== Segment start ==

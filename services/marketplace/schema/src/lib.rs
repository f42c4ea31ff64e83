//! SeaORM entities for the marketplace database.

pub mod categories;
pub mod courses;
pub mod lectures;
pub mod orders;
pub mod reviews;
pub mod sections;
pub mod users;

== Segment end ==

*Problem statement:*
Please transcribe the listing in its entirety, exactly.

*Answer to this exercise:*
filename services/marketplace/schema/src/lib.rs
repository f42c4ea31ff64e83
//! SeaORM entities for the marketplace database.

pub mod categories;
pub mod courses;
pub mod lectures;
pub mod orders;
pub mod reviews;
pub mod sections;
pub mod users;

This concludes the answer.